It was 130 years ago, on Oct. 28, 1886, that the Statue of Liberty was officially dedicated during a ceremony presided over by President Grover Cleveland. The celebration also included something that would eventually become a New York City tradition of its own: its first ticker-tape parade.
And the city had reason to celebrate: getting the Statue of Liberty there was no easy task.
Designed by French sculptor Frédéric Auguste Bartholdi and inspired by French law professor Édouard René Lefèbvre de Laboulaye, the statue was initially called Liberty Enlightening the World and was meant as a gift from France to the United States, celebrating the country’s independence. At first, the statue was assembled in pieces, with financing for the project proving to be difficult. The torch-bearing arm was first displayed in Philadelphia at the Centennial Exposition in 1876 and the head was exhibited at the Paris World’s Fair in 1878. The statue was completed in France in 1884, but money was still needed to complete the pedestal in New York. Eventually, a donations drive spearheaded by publisher Joseph Pulitzer attracted over 100,000 contributions and the pedestal was finished by April 1886.

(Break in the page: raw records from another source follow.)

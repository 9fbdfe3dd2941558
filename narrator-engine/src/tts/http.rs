//! HTTP TTS client
//!
//! POSTs `{ "text": ... }` to the configured endpoint; the response body is
//! the encoded audio clip.

use super::SpeechSynthesizer;
use crate::audio::AudioPayload;
use crate::error::{Error, Result};
use async_trait::async_trait;
use reqwest::StatusCode;
use serde::Serialize;
use std::time::Duration;
use tracing::debug;

#[derive(Debug, Serialize)]
struct SynthesisRequest<'a> {
    text: &'a str,
}

pub struct HttpSynthesizer {
    endpoint: String,
    client: reqwest::Client,
}

impl HttpSynthesizer {
    /// Create a client for `endpoint` with a per-request timeout
    pub fn new(endpoint: impl Into<String>, timeout: Duration) -> Result<Self> {
        let client = reqwest::Client::builder()
            .timeout(timeout)
            .build()
            .map_err(|e| Error::Internal(format!("Failed to build HTTP client: {}", e)))?;
        Ok(Self {
            endpoint: endpoint.into(),
            client,
        })
    }

    pub fn endpoint(&self) -> &str {
        &self.endpoint
    }
}

#[async_trait]
impl SpeechSynthesizer for HttpSynthesizer {
    async fn synthesize(&self, text: &str) -> Result<Option<AudioPayload>> {
        debug!("Requesting synthesis ({} chars)", text.len());

        let response = self
            .client
            .post(&self.endpoint)
            .json(&SynthesisRequest { text })
            .send()
            .await?;

        let status = response.status();
        if status == StatusCode::NO_CONTENT {
            return Ok(None);
        }
        if !status.is_success() {
            return Err(Error::Network(format!(
                "TTS service returned {}",
                status
            )));
        }

        let bytes = response.bytes().await?;
        if bytes.is_empty() {
            return Ok(None);
        }
        debug!("Received {} bytes of audio", bytes.len());
        Ok(Some(AudioPayload::new(bytes.to_vec())))
    }
}
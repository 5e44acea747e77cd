use std::collections::HashSet;
use tokio::sync::Mutex;
use url::Url;

/// Outcome of trying to claim a URL against the page budget
#[derive(Debug, Clone, Copy, PartialEq, Eq)]
pub enum Claim {
    Claimed,
    AlreadyClaimed,
    BudgetExhausted,
}

/// Set of URLs already claimed for fetching.
///
/// A URL is claimed once, when it is handed to a worker, whether or not the
/// fetch later succeeds.
#[derive(Debug, Default)]
pub struct VisitedRegistry {
    claimed: Mutex<HashSet<Url>>,
}

impl VisitedRegistry {
    pub fn new() -> Self {
        Self::default()
    }

    /// Returns true for exactly one caller per URL.
    ///
    /// Ignores the page budget. The frontier claims through `claim_within`.
    pub async fn try_claim(&self, url: &Url) -> bool {
        let mut claimed = self.claimed.lock().await;
        claimed.insert(url.clone())
    }

    /// Claims `url` unless it is already claimed or `limit` URLs have been
    /// claimed. Both checks and the insert happen under the same lock.
    pub async fn claim_within(&self, url: &Url, limit: usize) -> Claim {
        let mut claimed = self.claimed.lock().await;
        if claimed.contains(url) {
            return Claim::AlreadyClaimed;
        }
        if claimed.len() >= limit {
            return Claim::BudgetExhausted;
        }
        claimed.insert(url.clone());
        Claim::Claimed
    }

    pub async fn contains(&self, url: &Url) -> bool {
        self.claimed.lock().await.contains(url)
    }

    pub async fn len(&self) -> usize {
        self.claimed.lock().await.len()
    }
}
use url::Url;

/// Checks whether the host of `url` is in scope.
///
/// An empty allowlist lets everything through. Otherwise the host must equal
/// one of the entries or be a subdomain of it (`docs.example.com` matches
/// `example.com`, `badexample.com` does not).
pub fn is_allowed(url: &Url, allowed_domains: &[String]) -> bool {
    if allowed_domains.is_empty() {
        return true;
    }

    let Some(host) = url.host_str() else {
        return false;
    };

    allowed_domains.iter().any(|domain| {
        host == domain
            || host
                .strip_suffix(domain.as_str())
                .is_some_and(|prefix| prefix.ends_with('.'))
    })
}

/// Lowercases entries and strips a leading dot, so `.Example.COM` and
/// `example.com` mean the same thing.
pub fn normalize_domains<I, S>(domains: I) -> Vec<String>
where
    I: IntoIterator<Item = S>,
    S: AsRef<str>,
{
    domains
        .into_iter()
        .map(|d| d.as_ref().trim().trim_start_matches('.').to_ascii_lowercase())
        .filter(|d| !d.is_empty())
        .collect()
}
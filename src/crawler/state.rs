use std::sync::Arc;
use tokio::sync::Notify;
use url::Url;

use super::collector::{CrawlStats, PageResult, ResultCollector};
use super::config::CrawlerConfigRef;
use super::frontier::Frontier;
use super::visited::VisitedRegistry;

/// Current state of one crawl, shared by all workers
pub struct CrawlerState {
    /// Queued, held and in-flight work
    pub frontier: Frontier,
    /// URLs claimed for fetching
    pub visited: Arc<VisitedRegistry>,
    /// Page results in completion order
    pub results: ResultCollector,
    /// Wakes idle workers when an item completes
    pub wake: Notify,
}

impl CrawlerState {
    pub fn new(seed: Url, config: CrawlerConfigRef) -> Self {
        let visited = Arc::new(VisitedRegistry::new());
        Self {
            frontier: Frontier::new(config, Arc::clone(&visited), seed),
            visited,
            results: ResultCollector::new(),
            wake: Notify::new(),
        }
    }

    pub async fn stats(&self) -> CrawlStats {
        self.results.stats(self.visited.len().await).await
    }
}

pub type CrawlerStateRef = Arc<CrawlerState>;

/// What a finished (or cancelled) crawl hands back
#[derive(Debug, Clone, serde::Serialize)]
pub struct CrawlReport {
    pub results: Vec<PageResult>,
    pub stats: CrawlStats,
    /// The crawl was stopped before its frontier ran dry
    pub cancelled: bool,
}
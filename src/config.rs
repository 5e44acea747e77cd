use anyhow::Context;
use clap::{Parser, ValueEnum};
use serde::{Deserialize, Serialize};
use std::path::PathBuf;
use std::time::Duration;

use crate::crawler::CrawlerConfig;
use crate::crawler::config::{
    DEFAULT_MAX_CONCURRENCY, DEFAULT_MAX_DEPTH, DEFAULT_MAX_PAGES, DEFAULT_REQUEST_DELAY_MS,
    DEFAULT_USER_AGENT, LINK_REQUEST_TIMEOUT_SEC,
};

/// Log levels as defined in log2 crate
#[derive(Debug, Serialize, Deserialize, Clone, ValueEnum)]
pub enum LogLevel {
    Trace,
    Debug,
    Info,
    Warn,
    Error,
}
/// This struct is supposed to receive all program arguments while CrawlerConfig
/// describes only the crawler
#[derive(Parser, Debug, Serialize, Deserialize)]
#[command(author, version, about = "Depth and page bounded web crawler", long_about = None)]
pub struct Config {
    /// URL to start crawling from
    pub seed_url: String,
    /// Maximum link depth from the seed
    #[arg(long, default_value_t = DEFAULT_MAX_DEPTH)]
    pub max_depth: usize,
    /// Maximum number of pages to fetch
    #[arg(long, default_value_t = DEFAULT_MAX_PAGES)]
    pub max_pages: usize,
    /// Delay between requests to the same host in milliseconds
    #[arg(short, long, default_value_t = DEFAULT_REQUEST_DELAY_MS)]
    pub delay: u64,
    /// Only crawl these domains and their subdomains (repeatable)
    #[arg(short, long = "allowed-domain", value_delimiter = ',')]
    pub allowed_domains: Vec<String>,
    /// Number of concurrent fetches
    #[arg(short = 'c', long, default_value_t = DEFAULT_MAX_CONCURRENCY)]
    pub max_concurrency: usize,
    /// Per-request timeout in seconds
    #[arg(short, long, default_value_t = LINK_REQUEST_TIMEOUT_SEC)]
    pub timeout: u64,
    /// User agent sent with every request
    #[arg(short, long, default_value = DEFAULT_USER_AGENT)]
    pub user_agent: String,
    /// Retries after a transport failure
    #[arg(long, default_value_t = 0)]
    pub max_retries: usize,
    /// Record 4xx/5xx responses as failures
    #[arg(long)]
    pub http_errors_as_failures: bool,
    /// Stop the whole crawl after this many seconds
    #[arg(long)]
    pub crawl_timeout: Option<u64>,
    /// Write results and stats as JSON to this file
    #[arg(short, long)]
    pub output_file: Option<PathBuf>,
    /// Logging level (trace, debug, info, warn, error)
    #[arg(long, default_value = "info", value_enum)]
    pub log_level: LogLevel,
}

impl Config {
    pub fn new() -> Self {
        Self::parse()
    }

    pub fn validate(&self) -> anyhow::Result<()> {
        self.crawler_config()
            .validate()
            .context("Invalid crawler arguments")?;
        Ok(())
    }

    pub fn crawler_config(&self) -> CrawlerConfig {
        let config = CrawlerConfig::new()
            .with_max_depth(self.max_depth)
            .with_max_pages(self.max_pages)
            .with_request_delay(self.delay)
            .with_allowed_domains(&self.allowed_domains)
            .with_max_concurrency(self.max_concurrency)
            .with_request_timeout(Duration::from_secs(self.timeout))
            .with_user_agent(self.user_agent.clone())
            .with_max_retries(self.max_retries)
            .with_http_errors_as_failures(self.http_errors_as_failures);

        match self.crawl_timeout {
            Some(secs) => config.with_crawl_timeout(Duration::from_secs(secs)),
            None => config,
        }
    }
}

impl std::fmt::Display for LogLevel {
    fn fmt(&self, f: &mut std::fmt::Formatter<'_>) -> std::fmt::Result {
        let s = match self {
            LogLevel::Trace => "trace",
            LogLevel::Debug => "debug",
            LogLevel::Info => "info",
            LogLevel::Warn => "warn",
            LogLevel::Error => "error",
        };
        write!(f, "{}", s)
    }
}

#[cfg(test)]
mod tests {
    use super::*;
    use crate::crawler::CrawlError;

    #[test]
    fn defaults_follow_crawler_defaults() {
        let cfg = Config::try_parse_from(["web_crawler", "https://example.com"]).unwrap();
        assert!(cfg.validate().is_ok());
        let crawler = cfg.crawler_config();
        assert_eq!(crawler.max_depth, 2);
        assert_eq!(crawler.max_pages, 50);
        assert_eq!(crawler.request_delay, Duration::from_millis(1000));
        assert_eq!(crawler.max_concurrency, 4);
        assert!(crawler.crawl_timeout.is_none());
    }

    #[test]
    fn allowed_domains_accept_lists_and_repeats() {
        let cfg = Config::try_parse_from([
            "web_crawler",
            "https://example.com",
            "--allowed-domain",
            "Example.com,docs.rs",
            "-a",
            "rust-lang.org",
            "--crawl-timeout",
            "30",
        ])
        .unwrap();
        let crawler = cfg.crawler_config();
        assert_eq!(crawler.allowed_domains, vec!["example.com", "docs.rs", "rust-lang.org"]);
        assert_eq!(crawler.crawl_timeout, Some(Duration::from_secs(30)));
    }

    #[test]
    fn zero_pages_fails_validation() {
        let cfg = Config::try_parse_from(["web_crawler", "https://example.com", "--max-pages", "0"]).unwrap();
        assert!(cfg.validate().is_err());
    }

    #[test]
    fn zero_timeout_and_workers_fail_like_the_library() {
        for flag in ["--timeout", "--max-concurrency"] {
            let cfg = Config::try_parse_from(["web_crawler", "https://example.com", flag, "0"]).unwrap();
            let err = cfg.validate().unwrap_err();
            assert!(
                matches!(err.downcast_ref::<CrawlError>(), Some(CrawlError::Config(_))),
                "{} 0 gave {:?}",
                flag,
                err
            );
        }
    }
}
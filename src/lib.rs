pub mod config;
pub mod crawler;

pub use crawler::{
    CrawlError, CrawlReport, CrawlStats, Crawler, CrawlerConfig, PageResult, crawl,
};
pub use tokio_util::sync::CancellationToken;
use log2::{debug, info, trace};
use std::collections::VecDeque;
use std::sync::Arc;
use tokio::sync::Mutex;
use tokio::time::Instant;
use url::Url;

use super::config::CrawlerConfigRef;
use super::pacing::{HostPacer, host_key};
use super::policy::is_allowed;
use super::visited::{Claim, VisitedRegistry};

/// A URL waiting to be fetched together with its link distance from the seed
#[derive(Debug, Clone, PartialEq, Eq)]
pub struct WorkItem {
    pub url: Url,
    pub depth: usize,
}

impl WorkItem {
    pub fn new(url: Url, depth: usize) -> Self {
        Self { url, depth }
    }
}

/// What a worker should do next
#[derive(Debug, PartialEq, Eq)]
pub enum Dispatch {
    /// Claimed and due, fetch it now
    Ready(WorkItem),
    /// Only held items are left; the earliest becomes due at this instant
    WaitUntil(Instant),
    /// Nothing to take, but fetches in flight may still produce links
    Idle,
    /// No queued, held or in-flight work remains
    Finished,
}

struct FrontierInner {
    pending: VecDeque<WorkItem>,
    /// Claimed items whose host was not due yet
    held: VecDeque<WorkItem>,
    pacer: HostPacer,
    in_flight: usize,
    budget_spent: bool,
}

/// Work queue shared by all workers.
///
/// Taking an item and marking it in flight, and enqueueing a finished item's
/// links and marking it done, each happen under one lock, so a worker never
/// sees an empty frontier while another is about to add to it.
pub struct Frontier {
    config: CrawlerConfigRef,
    visited: Arc<VisitedRegistry>,
    inner: Mutex<FrontierInner>,
}

impl Frontier {
    pub fn new(config: CrawlerConfigRef, visited: Arc<VisitedRegistry>, seed: Url) -> Self {
        let mut pending = VecDeque::new();
        pending.push_back(WorkItem::new(seed, 0));

        let inner = FrontierInner {
            pending,
            held: VecDeque::new(),
            pacer: HostPacer::new(config.request_delay),
            in_flight: 0,
            budget_spent: false,
        };

        Self {
            config,
            visited,
            inner: Mutex::new(inner),
        }
    }

    /// Picks the next item to fetch, claiming it in the visited registry.
    pub async fn next_dispatch(&self) -> Dispatch {
        let mut guard = self.inner.lock().await;
        let FrontierInner {
            pending,
            held,
            pacer,
            in_flight,
            budget_spent,
        } = &mut *guard;
        let now = Instant::now();

        // held items are already claimed, they go first once due
        if let Some(pos) = held
            .iter()
            .position(|item| pacer.ready_at(&host_key(&item.url), now).is_none())
        {
            if let Some(item) = held.remove(pos) {
                pacer.mark_started(&host_key(&item.url), now);
                *in_flight += 1;
                return Dispatch::Ready(item);
            }
        }

        while let Some(item) = pending.pop_front() {
            if item.depth > self.config.max_depth {
                trace!("Skipping {}: depth {} over limit", item.url, item.depth);
                continue;
            }
            if !is_allowed(&item.url, &self.config.allowed_domains) {
                debug!("Skipping {}: host not in allowed domains", item.url);
                continue;
            }

            match self.visited.claim_within(&item.url, self.config.max_pages).await {
                Claim::AlreadyClaimed => continue,
                Claim::BudgetExhausted => {
                    info!(
                        "Page budget of {} reached, discarding {} queued items",
                        self.config.max_pages,
                        pending.len() + 1
                    );
                    pending.clear();
                    *budget_spent = true;
                    break;
                }
                Claim::Claimed => {}
            }

            let host = host_key(&item.url);
            if pacer.ready_at(&host, now).is_none() {
                pacer.mark_started(&host, now);
                *in_flight += 1;
                return Dispatch::Ready(item);
            }
            trace!("Holding {} until {} is due", item.url, host);
            held.push_back(item);
        }

        if let Some(due) = held
            .iter()
            .filter_map(|item| pacer.ready_at(&host_key(&item.url), now))
            .min()
        {
            return Dispatch::WaitUntil(due);
        }

        if *in_flight > 0 {
            Dispatch::Idle
        } else {
            Dispatch::Finished
        }
    }

    /// Marks a dispatched item done and queues the links found on it.
    pub async fn complete(&self, item: &WorkItem, links: &[Url]) {
        let mut inner = self.inner.lock().await;
        let child_depth = item.depth + 1;

        if !inner.budget_spent && child_depth <= self.config.max_depth {
            for link in links {
                if !self.visited.contains(link).await {
                    inner.pending.push_back(WorkItem::new(link.clone(), child_depth));
                }
            }
        }

        inner.in_flight = inner.in_flight.saturating_sub(1);
    }

    pub async fn queued(&self) -> usize {
        let inner = self.inner.lock().await;
        inner.pending.len() + inner.held.len()
    }
}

In the 20th century, the statue acted as a beacon of hope and emblem of welcome to the many immigrants who passed through nearby Ellis Island, while serving as a patriotic icon while the United States’ fought World Wars I and II. But, even as its meaning evolved, the Statue of Liberty would continue to represent freedom in the United States—and, as TIME summed it up in 2009, become “a fixture of New York City and a symbol for the nation.”